**EXERCISE DATA**
_ _ _
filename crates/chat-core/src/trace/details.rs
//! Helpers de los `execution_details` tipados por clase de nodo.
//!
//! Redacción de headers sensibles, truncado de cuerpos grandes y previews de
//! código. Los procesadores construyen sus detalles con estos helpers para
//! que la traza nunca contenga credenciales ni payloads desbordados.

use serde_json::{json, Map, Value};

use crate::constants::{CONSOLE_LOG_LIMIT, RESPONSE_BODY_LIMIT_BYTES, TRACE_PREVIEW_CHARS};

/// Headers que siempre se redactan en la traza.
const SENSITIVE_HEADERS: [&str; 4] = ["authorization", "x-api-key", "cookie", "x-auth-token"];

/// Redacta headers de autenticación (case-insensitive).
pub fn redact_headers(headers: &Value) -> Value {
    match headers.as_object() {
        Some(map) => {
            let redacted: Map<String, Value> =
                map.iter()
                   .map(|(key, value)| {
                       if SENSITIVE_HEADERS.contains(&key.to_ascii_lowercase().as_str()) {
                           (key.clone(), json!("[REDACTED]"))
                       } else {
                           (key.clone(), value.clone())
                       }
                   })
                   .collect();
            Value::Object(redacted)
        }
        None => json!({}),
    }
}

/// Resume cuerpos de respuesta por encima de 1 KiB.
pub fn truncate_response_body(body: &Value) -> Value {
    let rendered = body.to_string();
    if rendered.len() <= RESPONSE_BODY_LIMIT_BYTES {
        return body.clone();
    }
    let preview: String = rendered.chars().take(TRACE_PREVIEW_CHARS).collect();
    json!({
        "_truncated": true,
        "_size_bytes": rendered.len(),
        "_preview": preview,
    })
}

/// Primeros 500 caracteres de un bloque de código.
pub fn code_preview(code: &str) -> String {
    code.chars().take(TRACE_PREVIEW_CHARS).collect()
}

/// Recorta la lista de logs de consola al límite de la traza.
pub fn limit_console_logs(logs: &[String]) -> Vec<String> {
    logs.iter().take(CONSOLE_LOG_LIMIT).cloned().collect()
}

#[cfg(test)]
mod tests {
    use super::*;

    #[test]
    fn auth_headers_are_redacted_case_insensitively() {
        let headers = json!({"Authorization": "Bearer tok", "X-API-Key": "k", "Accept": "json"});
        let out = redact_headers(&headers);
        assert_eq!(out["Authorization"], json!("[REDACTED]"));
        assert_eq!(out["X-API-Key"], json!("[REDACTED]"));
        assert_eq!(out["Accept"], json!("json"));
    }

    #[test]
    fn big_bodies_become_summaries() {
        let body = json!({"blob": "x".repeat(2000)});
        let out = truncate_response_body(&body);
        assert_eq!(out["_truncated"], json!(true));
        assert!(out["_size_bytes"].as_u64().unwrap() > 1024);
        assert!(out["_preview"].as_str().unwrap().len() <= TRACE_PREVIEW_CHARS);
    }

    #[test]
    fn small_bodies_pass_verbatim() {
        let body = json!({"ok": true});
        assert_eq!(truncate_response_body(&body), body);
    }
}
_ _ _
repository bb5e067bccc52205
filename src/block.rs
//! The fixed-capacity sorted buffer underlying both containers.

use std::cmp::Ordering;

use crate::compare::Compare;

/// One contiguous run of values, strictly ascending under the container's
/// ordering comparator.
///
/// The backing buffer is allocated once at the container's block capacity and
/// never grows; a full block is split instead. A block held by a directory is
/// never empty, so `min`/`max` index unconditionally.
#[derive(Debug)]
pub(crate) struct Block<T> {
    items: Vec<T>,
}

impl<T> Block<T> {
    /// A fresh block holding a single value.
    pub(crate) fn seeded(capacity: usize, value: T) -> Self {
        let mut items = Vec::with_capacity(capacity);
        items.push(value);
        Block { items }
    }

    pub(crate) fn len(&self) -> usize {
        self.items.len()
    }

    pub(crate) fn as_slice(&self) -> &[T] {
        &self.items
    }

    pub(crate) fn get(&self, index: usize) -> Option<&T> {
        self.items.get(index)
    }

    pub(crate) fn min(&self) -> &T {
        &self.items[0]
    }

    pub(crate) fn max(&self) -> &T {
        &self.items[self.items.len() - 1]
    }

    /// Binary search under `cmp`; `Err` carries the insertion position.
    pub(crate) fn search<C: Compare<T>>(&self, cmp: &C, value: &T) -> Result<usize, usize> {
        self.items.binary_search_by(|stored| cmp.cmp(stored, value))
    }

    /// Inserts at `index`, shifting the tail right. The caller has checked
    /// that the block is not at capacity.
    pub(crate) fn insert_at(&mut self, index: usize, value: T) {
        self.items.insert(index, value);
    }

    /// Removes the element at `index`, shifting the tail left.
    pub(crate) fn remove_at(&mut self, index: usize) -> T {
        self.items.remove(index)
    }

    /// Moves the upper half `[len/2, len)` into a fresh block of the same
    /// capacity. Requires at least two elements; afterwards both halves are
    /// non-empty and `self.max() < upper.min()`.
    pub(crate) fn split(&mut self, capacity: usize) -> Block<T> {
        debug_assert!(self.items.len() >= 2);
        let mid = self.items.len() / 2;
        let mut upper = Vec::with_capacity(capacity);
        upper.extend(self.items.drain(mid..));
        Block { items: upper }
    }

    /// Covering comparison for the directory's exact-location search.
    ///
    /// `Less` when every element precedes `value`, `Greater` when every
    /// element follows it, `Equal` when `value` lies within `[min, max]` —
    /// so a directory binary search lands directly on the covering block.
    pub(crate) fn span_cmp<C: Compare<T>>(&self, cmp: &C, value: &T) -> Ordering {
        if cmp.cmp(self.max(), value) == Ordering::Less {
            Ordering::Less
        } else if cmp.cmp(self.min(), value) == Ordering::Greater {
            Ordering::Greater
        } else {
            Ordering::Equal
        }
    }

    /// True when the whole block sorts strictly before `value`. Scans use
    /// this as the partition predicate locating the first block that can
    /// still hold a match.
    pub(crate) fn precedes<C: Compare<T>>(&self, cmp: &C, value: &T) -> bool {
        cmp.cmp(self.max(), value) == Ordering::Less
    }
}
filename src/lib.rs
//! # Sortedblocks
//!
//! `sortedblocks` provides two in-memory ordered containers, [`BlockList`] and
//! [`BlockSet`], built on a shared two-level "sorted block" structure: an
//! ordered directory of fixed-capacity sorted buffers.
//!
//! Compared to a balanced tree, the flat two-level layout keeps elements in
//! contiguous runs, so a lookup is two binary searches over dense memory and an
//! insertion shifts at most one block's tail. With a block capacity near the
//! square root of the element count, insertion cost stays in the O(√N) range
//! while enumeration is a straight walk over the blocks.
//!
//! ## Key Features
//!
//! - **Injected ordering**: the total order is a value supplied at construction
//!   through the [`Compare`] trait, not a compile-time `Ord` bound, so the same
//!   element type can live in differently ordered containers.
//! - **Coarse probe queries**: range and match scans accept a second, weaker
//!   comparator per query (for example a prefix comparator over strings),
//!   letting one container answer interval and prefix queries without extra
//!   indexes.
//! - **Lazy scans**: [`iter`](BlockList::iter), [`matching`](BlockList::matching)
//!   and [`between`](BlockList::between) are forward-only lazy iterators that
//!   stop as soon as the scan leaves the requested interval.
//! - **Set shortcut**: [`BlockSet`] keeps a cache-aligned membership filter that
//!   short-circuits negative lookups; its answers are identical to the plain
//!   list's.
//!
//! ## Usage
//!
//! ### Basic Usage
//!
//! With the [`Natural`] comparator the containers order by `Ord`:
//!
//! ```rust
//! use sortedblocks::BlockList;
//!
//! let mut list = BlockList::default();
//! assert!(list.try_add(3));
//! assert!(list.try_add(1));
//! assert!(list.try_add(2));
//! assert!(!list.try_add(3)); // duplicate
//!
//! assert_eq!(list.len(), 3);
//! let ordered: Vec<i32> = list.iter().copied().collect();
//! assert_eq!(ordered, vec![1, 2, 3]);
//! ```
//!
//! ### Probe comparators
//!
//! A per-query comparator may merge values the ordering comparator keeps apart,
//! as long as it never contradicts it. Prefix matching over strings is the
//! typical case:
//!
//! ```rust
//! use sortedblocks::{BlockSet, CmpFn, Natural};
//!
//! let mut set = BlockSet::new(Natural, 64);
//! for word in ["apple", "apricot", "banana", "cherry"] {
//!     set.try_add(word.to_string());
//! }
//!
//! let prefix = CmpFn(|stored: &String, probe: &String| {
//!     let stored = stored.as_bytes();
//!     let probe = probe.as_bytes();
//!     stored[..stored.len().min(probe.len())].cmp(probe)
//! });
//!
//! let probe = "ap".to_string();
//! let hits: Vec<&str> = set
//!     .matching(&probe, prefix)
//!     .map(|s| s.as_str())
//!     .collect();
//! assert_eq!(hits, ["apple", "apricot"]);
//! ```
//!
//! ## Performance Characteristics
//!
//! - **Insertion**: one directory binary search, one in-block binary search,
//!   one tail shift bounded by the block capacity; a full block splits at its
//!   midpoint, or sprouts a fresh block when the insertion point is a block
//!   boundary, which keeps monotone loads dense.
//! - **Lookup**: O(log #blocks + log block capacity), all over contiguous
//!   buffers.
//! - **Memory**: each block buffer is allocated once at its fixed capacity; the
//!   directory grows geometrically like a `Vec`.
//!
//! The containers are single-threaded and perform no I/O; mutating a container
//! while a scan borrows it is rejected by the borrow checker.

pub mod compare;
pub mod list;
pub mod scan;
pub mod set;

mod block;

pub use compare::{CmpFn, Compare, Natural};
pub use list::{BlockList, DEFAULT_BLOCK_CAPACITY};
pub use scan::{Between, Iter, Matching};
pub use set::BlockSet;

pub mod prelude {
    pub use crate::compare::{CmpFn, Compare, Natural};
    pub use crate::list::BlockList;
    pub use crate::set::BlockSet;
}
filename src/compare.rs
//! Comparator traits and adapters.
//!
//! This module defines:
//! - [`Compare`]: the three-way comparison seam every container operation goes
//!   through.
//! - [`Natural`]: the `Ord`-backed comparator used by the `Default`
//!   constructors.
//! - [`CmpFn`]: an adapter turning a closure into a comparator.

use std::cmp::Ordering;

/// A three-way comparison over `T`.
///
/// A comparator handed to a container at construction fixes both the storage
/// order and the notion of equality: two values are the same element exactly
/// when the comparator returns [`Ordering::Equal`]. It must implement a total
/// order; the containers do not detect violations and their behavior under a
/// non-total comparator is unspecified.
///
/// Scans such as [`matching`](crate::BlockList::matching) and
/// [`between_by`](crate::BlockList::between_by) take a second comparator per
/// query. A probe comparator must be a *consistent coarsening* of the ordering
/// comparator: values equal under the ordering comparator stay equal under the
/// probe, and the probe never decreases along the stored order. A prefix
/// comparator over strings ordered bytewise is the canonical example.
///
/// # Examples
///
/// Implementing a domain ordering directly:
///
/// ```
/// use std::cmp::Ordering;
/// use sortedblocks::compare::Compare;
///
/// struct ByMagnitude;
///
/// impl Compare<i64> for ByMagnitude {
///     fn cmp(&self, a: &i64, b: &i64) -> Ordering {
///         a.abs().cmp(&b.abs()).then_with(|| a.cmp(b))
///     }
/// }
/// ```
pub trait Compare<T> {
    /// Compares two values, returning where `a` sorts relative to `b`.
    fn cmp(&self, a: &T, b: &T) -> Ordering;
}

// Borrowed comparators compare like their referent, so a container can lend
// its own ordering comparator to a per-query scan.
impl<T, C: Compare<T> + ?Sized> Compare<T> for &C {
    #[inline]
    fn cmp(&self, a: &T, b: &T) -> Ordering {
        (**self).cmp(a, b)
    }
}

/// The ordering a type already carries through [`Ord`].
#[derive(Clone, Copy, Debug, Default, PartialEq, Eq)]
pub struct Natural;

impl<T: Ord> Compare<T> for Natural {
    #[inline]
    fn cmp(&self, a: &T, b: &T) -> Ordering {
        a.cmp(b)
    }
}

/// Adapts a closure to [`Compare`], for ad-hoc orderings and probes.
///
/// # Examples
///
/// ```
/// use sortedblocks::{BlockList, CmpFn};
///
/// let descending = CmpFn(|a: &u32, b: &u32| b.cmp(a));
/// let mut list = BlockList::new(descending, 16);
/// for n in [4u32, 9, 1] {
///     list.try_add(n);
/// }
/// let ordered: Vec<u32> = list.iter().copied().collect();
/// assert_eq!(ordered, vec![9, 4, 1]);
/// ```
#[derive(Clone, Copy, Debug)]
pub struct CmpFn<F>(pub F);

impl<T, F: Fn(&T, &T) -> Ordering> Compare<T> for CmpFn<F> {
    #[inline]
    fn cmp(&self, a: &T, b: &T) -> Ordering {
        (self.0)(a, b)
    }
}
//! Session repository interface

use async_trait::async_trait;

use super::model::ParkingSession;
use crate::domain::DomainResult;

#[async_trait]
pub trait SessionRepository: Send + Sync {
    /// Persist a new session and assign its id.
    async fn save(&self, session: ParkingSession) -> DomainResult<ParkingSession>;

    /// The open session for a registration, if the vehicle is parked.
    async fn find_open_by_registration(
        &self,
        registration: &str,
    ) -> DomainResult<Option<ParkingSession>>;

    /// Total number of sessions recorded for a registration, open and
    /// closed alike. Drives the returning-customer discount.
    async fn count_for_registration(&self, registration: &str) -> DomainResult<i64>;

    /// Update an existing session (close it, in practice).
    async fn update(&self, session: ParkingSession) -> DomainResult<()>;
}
_ _ _
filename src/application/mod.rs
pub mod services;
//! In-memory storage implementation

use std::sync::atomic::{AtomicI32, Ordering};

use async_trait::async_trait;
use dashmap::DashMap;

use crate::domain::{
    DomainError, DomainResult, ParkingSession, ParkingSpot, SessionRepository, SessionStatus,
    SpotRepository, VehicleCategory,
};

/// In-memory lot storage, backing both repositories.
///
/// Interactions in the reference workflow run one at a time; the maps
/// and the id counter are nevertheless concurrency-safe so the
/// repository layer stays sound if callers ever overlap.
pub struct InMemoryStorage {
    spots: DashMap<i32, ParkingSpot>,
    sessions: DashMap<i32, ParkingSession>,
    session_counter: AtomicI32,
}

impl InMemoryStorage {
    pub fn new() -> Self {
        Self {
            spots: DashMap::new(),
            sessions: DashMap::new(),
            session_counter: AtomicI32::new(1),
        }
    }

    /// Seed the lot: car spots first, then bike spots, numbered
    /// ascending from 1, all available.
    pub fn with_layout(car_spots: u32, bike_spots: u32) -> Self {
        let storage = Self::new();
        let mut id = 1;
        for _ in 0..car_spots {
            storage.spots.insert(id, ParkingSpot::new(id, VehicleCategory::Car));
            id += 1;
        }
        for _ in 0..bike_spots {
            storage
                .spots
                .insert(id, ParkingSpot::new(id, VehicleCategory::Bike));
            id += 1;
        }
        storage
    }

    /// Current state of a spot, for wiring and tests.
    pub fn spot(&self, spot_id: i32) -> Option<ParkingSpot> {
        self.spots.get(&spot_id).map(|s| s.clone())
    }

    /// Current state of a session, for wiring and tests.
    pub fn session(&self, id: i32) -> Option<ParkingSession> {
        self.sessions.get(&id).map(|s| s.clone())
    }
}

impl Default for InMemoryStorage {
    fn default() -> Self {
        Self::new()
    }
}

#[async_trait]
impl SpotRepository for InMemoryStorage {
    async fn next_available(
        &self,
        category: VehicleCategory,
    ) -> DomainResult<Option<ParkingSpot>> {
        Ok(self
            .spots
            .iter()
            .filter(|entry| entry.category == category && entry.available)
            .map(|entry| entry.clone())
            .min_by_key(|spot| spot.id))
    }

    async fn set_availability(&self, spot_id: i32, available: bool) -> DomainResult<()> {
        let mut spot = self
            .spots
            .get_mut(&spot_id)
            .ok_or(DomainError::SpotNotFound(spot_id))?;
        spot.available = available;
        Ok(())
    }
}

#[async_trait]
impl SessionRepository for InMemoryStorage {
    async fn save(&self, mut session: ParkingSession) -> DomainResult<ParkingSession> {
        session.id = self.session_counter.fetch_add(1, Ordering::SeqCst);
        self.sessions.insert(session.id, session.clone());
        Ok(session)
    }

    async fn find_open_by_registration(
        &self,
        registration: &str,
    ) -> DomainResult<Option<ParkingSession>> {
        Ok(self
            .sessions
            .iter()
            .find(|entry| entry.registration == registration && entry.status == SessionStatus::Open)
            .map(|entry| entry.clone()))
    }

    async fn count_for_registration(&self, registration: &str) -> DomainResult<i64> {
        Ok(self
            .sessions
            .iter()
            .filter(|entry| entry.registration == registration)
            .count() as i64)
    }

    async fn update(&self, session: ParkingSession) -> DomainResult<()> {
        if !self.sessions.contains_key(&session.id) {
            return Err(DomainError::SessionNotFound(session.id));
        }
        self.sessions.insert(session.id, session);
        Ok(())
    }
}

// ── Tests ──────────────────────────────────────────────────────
_ _ _
**WHAT YOU WILL DO**
Read through the entries above and copy each line that has the string "both" in it.

**TASK ANSWER**
//! The fixed-capacity sorted buffer underlying both containers.
    /// capacity. Requires at least two elements; afterwards both halves are
/// A comparator handed to a container at construction fixes both the storage
/// In-memory lot storage, backing both repositories.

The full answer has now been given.